■ THE PROBLEM ■
Search the entries for the word "IbftConfig". Copy each line in which it is found.

[Data extracted from a collection]
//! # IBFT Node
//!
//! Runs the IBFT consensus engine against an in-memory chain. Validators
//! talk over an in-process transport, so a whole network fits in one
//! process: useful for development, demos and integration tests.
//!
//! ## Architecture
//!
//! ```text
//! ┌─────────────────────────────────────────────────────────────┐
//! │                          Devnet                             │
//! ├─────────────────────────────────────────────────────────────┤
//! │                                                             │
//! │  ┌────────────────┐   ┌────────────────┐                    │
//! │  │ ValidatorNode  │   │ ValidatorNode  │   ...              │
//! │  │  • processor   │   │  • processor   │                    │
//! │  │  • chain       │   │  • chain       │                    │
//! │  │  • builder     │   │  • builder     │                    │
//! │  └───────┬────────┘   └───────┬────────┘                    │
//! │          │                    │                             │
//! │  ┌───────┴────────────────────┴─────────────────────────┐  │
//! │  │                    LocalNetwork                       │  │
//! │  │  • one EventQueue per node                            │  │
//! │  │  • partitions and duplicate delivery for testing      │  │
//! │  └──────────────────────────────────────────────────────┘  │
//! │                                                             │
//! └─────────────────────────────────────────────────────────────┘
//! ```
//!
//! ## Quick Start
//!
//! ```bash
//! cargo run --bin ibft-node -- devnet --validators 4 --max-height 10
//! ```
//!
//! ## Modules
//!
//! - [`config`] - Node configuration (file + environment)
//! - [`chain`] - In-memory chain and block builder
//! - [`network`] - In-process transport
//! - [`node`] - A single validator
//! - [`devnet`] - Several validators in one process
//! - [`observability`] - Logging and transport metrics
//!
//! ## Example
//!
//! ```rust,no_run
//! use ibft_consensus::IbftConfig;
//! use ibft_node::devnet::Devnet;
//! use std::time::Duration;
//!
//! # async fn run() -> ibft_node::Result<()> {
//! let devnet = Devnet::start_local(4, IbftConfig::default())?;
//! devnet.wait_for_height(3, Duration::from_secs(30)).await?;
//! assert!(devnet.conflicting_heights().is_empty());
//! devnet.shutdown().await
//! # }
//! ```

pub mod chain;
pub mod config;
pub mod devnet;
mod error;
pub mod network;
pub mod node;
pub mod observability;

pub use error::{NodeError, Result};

■ COMPLETED TASK ■
//! use ibft_consensus::IbftConfig;
//! let devnet = Devnet::start_local(4, IbftConfig::default())?;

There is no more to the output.